Mae Reeves (October 29, 1912 – December 14, 2016) was a pioneering milliner who was famous for her custom-made hats. She was active in her field from 1940 until 1997.

Early life
Mae Reeves was born Lula Mae Grant, on October 29, 1912, in Vidalia, Georgia, to Samuel and Bessie Grant. She was the second oldest of 6 siblings.

Education
When she was 16 years old Reeves enrolled in Georgia State Teacher's College, in Savannah. After receiving her teaching credential, she began work as a teacher in Lyons, Georgia. She also wrote for the Savannah Tribune about social, school and church issues. Reeves attended the Chicago School of Millinery during her summers away from teaching, learning how to make "one of a kind" handmade hats.

Career
In 1934 Reeves moved to Philadelphia to work at a women's clothing shop on South Street.
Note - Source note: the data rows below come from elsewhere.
//! Channel access token used to authenticate every request.

use crate::{Error, Result};
use http::HeaderValue;
use std::fmt;

/// An opaque, non-empty bearer token.
///
/// The token is fixed for the lifetime of a [`Client`](crate::Client) and its
/// value never appears in `Debug` output.
#[derive(Clone, PartialEq, Eq)]
pub struct AccessToken(String);

impl AccessToken {
    /// Wraps a channel access token.
    ///
    /// # Errors
    ///
    /// Returns [`Error::InvalidArgument`] if the token is empty or only whitespace.
    ///
    /// # Examples
    ///
    /// ```
    /// use line_messaging::AccessToken;
    ///
    /// assert!(AccessToken::new("secret").is_ok());
    /// assert!(AccessToken::new("").is_err());
    /// ```
    pub fn new(token: impl Into<String>) -> Result<Self> {
        let token = token.into();
        if token.trim().is_empty() {
            return Err(Error::invalid_argument(
                "channel_access_token",
                "is null or empty",
            ));
        }
        Ok(Self(token))
    }

    /// Returns the raw token.
    pub fn expose(&self) -> &str {
        &self.0
    }

    /// Renders the `Authorization` header value, marked sensitive.
    pub(crate) fn header_value(&self) -> Result<HeaderValue> {
        let mut value = HeaderValue::try_from(format!("Bearer {}", self.0)).map_err(|_| {
            Error::invalid_argument("channel_access_token", "contains invalid header characters")
        })?;
        value.set_sensitive(true);
        Ok(value)
    }
}

impl fmt::Debug for AccessToken {
    fn fmt(&self, f: &mut fmt::Formatter<'_>) -> fmt::Result {
        f.write_str("AccessToken(***)")
    }
}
She created many hats while employed there, but her dream was to open her own hat shop, which she did in 1942.
 
Reeves received a $500 bank loan   from Citizens and Southern Bank, and at the age of 28 she opened "Mae's Millinery Shop," located at 1630 South Street. By so doing she became one of the first African American women to own her own business in downtown Philadelphia.

Her clients included celebrities such as Ella Fitzgerald, Lena Horne, Eartha Kitt, Marian Anderson, and socialites from illustrious families, including the DuPonts and the Annenbergs. Women from all professions and from church also came to purchase hats from Reeves. She made trips to New York City and Paris to procure materials for her specialty, custom-made hats.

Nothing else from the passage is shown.